Our family left Angola at the start of the civil war in 1975 when it became obvious that those involved with the Portuguese colonialization would be in jeopardy. Even though our family did not necessarily support colonializm, we did operate in cooperation of authorities and were white.

After 5 years of peace, my dad and I returned to Angola in 2007. I felt like I had returned home. On a subsequent visit in 2009 to help repair the water system on the mission I had an opportunity to work with my dad and some local volunteers. I also had the pleasure of meeting the young people and we bagan to teach each other our languages. I taught them a word of english and they would teach me the same word in Umbundu, the local bantu language. We used the Portuguese word as the intermediate. Portuguese is the official national language, but all rural children learn their own local native language  at home.

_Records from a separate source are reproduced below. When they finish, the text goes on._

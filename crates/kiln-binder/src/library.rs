//! Library catalog: every host library the binder knows about.
//!
//! The catalog is metadata only. Whether a library is actually loaded in
//! the process is the host registry's concern.

use std::collections::{BTreeMap, BTreeSet};

/// Who may bind to a library symbol.
#[derive(Debug, Clone, Copy, PartialEq, Eq, Hash)]
pub enum Visibility {
    Public,
    /// Binds only when accessibility checks are relaxed.
    Internal,
}

/// A library function: fixed arity, every argument and the result a value.
#[derive(Debug, Clone, PartialEq)]
pub struct LibraryFunction {
    pub name: String,
    pub arity: usize,
    pub visibility: Visibility,
    /// Callable without the library qualifier (`println(x)`).
    pub global: bool,
}

/// A numeric library constant (`math.PI`).
#[derive(Debug, Clone, PartialEq)]
pub struct LibraryConstant {
    pub name: String,
    pub value: f64,
}

/// One catalog entry.
#[derive(Debug, Clone, PartialEq)]
pub struct Library {
    pub name: String,
    /// Always referenced by every compilation.
    pub platform: bool,
    /// Libraries this one requires to be referenced alongside it.
    pub dependencies: Vec<String>,
    functions: BTreeMap<String, LibraryFunction>,
    constants: BTreeMap<String, LibraryConstant>,
}

impl Library {
    pub fn new(name: impl Into<String>) -> Self {
        Self {
            name: name.into(),
            platform: false,
            dependencies: Vec::new(),
            functions: BTreeMap::new(),
            constants: BTreeMap::new(),
        }
    }

    pub fn platform(mut self) -> Self {
        self.platform = true;
        self
    }

    pub fn depends_on(mut self, library: &str) -> Self {
        self.dependencies.push(library.to_string());
        self
    }

    pub fn function(mut self, name: &str, arity: usize) -> Self {
        self.insert(name, arity, Visibility::Public, false);
        self
    }

    pub fn global_function(mut self, name: &str, arity: usize) -> Self {
        self.insert(name, arity, Visibility::Public, true);
        self
    }

    pub fn internal_function(mut self, name: &str, arity: usize) -> Self {
        self.insert(name, arity, Visibility::Internal, false);
        self
    }

    pub fn constant(mut self, name: &str, value: f64) -> Self {
        self.constants.insert(
            name.to_string(),
            LibraryConstant {
                name: name.to_string(),
                value,
            },
        );
        self
    }

    fn insert(&mut self, name: &str, arity: usize, visibility: Visibility, global: bool) {
        self.functions.insert(
            name.to_string(),
            LibraryFunction {
                name: name.to_string(),
                arity,
                visibility,
                global,
            },
        );
    }

    pub fn get_function(&self, name: &str) -> Option<&LibraryFunction> {
        self.functions.get(name)
    }

    pub fn get_constant(&self, name: &str) -> Option<&LibraryConstant> {
        self.constants.get(name)
    }

    pub fn functions(&self) -> impl Iterator<Item = &LibraryFunction> {
        self.functions.values()
    }

    pub fn constants(&self) -> impl Iterator<Item = &LibraryConstant> {
        self.constants.values()
    }
}

/// Metadata for every library, keyed by exact name.
#[derive(Debug, Clone, Default)]
pub struct Catalog {
    libraries: BTreeMap<String, Library>,
}

impl Catalog {
    pub fn empty() -> Self {
        Self::default()
    }

    /// The standard Kiln libraries.
    pub fn standard() -> Self {
        let mut catalog = Self::empty();
        catalog.add(
            Library::new("core")
                .platform()
                .global_function("print", 1)
                .global_function("println", 1)
                .global_function("panic", 1)
                .global_function("len", 1)
                .global_function("str", 1)
                .global_function("type_of", 1),
        );
        catalog.add(
            Library::new("string")
                .platform()
                .function("length", 1)
                .function("upper", 1)
                .function("lower", 1)
                .function("trim", 1)
                .function("contains", 2)
                .function("starts_with", 2)
                .function("split", 2)
                .function("replace", 3)
                .function("slice", 3)
                .internal_function("byte_at", 2),
        );
        catalog.add(
            Library::new("list")
                .platform()
                .function("length", 1)
                .function("get", 2)
                .function("push", 2)
                .function("set", 3)
                .function("range", 2)
                .function("join", 2)
                .function("reverse", 1),
        );
        catalog.add(
            Library::new("convert")
                .platform()
                .function("to_number", 1)
                .function("to_string", 1),
        );
        catalog.add(
            Library::new("math")
                .function("abs", 1)
                .function("sqrt", 1)
                .function("floor", 1)
                .function("ceil", 1)
                .function("round", 1)
                .function("pow", 2)
                .function("min", 2)
                .function("max", 2)
                .constant("PI", std::f64::consts::PI)
                .constant("E", std::f64::consts::E),
        );
        catalog.add(
            Library::new("fmt")
                .depends_on("math")
                .function("fixed", 2)
                .function("pad_left", 3)
                .function("pad_right", 3),
        );
        catalog.add(
            Library::new("time")
                .function("now_ms", 0)
                .function("sleep", 1),
        );
        catalog.add(
            Library::new("task")
                .depends_on("time")
                .function("spawn", 1)
                .function("completed", 1),
        );
        catalog.add(Library::new("net").function("fetch", 1));
        catalog
    }

    pub fn add(&mut self, library: Library) {
        self.libraries.insert(library.name.clone(), library);
    }

    /// Exact, case-sensitive lookup.
    pub fn library(&self, name: &str) -> Option<&Library> {
        self.libraries.get(name)
    }

    pub fn libraries(&self) -> impl Iterator<Item = &Library> {
        self.libraries.values()
    }

    /// Names of the platform libraries, sorted.
    pub fn platform_libraries(&self) -> Vec<&str> {
        self.libraries
            .values()
            .filter(|l| l.platform)
            .map(|l| l.name.as_str())
            .collect()
    }

    /// Find a function callable without a qualifier.
    pub fn global(&self, name: &str) -> Option<(&Library, &LibraryFunction)> {
        self.libraries.values().find_map(|lib| {
            lib.get_function(name)
                .filter(|f| f.global)
                .map(|f| (lib, f))
        })
    }

    /// Every library `name` depends on, directly or transitively,
    /// excluding `name` itself. Unknown names are skipped.
    pub fn dependency_closure(&self, name: &str) -> BTreeSet<String> {
        let mut seen = BTreeSet::new();
        let mut stack: Vec<&str> = self
            .library(name)
            .map(|l| l.dependencies.iter().map(String::as_str).collect())
            .unwrap_or_default();
        while let Some(dep) = stack.pop() {
            if dep == name || !seen.insert(dep.to_string()) {
                continue;
            }
            if let Some(lib) = self.library(dep) {
                stack.extend(lib.dependencies.iter().map(String::as_str));
            }
        }
        seen
    }
}

#[cfg(test)]
mod tests {
    use super::*;

    #[test]
    fn test_standard_platform_set() {
        let catalog = Catalog::standard();
        assert_eq!(
            catalog.platform_libraries(),
            vec!["convert", "core", "list", "string"]
        );
    }

    #[test]
    fn test_globals_live_in_core() {
        let catalog = Catalog::standard();
        let (lib, f) = catalog.global("println").unwrap();
        assert_eq!(lib.name, "core");
        assert_eq!(f.arity, 1);
        assert!(catalog.global("sqrt").is_none());
    }

    #[test]
    fn test_lookup_is_case_sensitive() {
        let catalog = Catalog::standard();
        assert!(catalog.library("math").is_some());
        assert!(catalog.library("Math").is_none());
    }

    #[test]
    fn test_dependency_closure_is_transitive() {
        let mut catalog = Catalog::standard();
        catalog.add(Library::new("report").depends_on("fmt"));
        let deps: Vec<String> = catalog.dependency_closure("report").into_iter().collect();
        assert_eq!(deps, vec!["fmt".to_string(), "math".to_string()]);
        assert!(catalog.dependency_closure("math").is_empty());
    }

    #[test]
    fn test_dependency_cycle_terminates() {
        let mut catalog = Catalog::empty();
        catalog.add(Library::new("a").depends_on("b"));
        catalog.add(Library::new("b").depends_on("a"));
        let deps: Vec<String> = catalog.dependency_closure("a").into_iter().collect();
        assert_eq!(deps, vec!["b".to_string()]);
    }

    #[test]
    fn test_internal_symbol() {
        let catalog = Catalog::standard();
        let f = catalog
            .library("string")
            .and_then(|l| l.get_function("byte_at"))
            .unwrap();
        assert_eq!(f.visibility, Visibility::Internal);
    }

    #[test]
    fn test_constants() {
        let catalog = Catalog::standard();
        let pi = catalog.library("math").and_then(|l| l.get_constant("PI")).unwrap();
        assert_eq!(pi.value, std::f64::consts::PI);
    }
}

Angola has wealth in Oil and Diamond exports and a badly damaged infrasturcture. In the last 5 years the government has done a remarkable job improving the infrastucture. It has been a failure at re-building the human infrastructure, education and local level social economic situation is poor in the rural areas. In addition, the government is keen to develop huge agribuisiness projects in cooperation with the chinese and brazilians that do very little to address employment and devleopment at the local level. There is a place for Coffee, Sugarcane, wood cellulose, biofuel and such projects that diversify exports. I believe there is also a role for small farming cooperatives in business to benefit the members. This may lead to larger businesses that employ people, providing a social anchor in the community improving family access to food, education and mobility.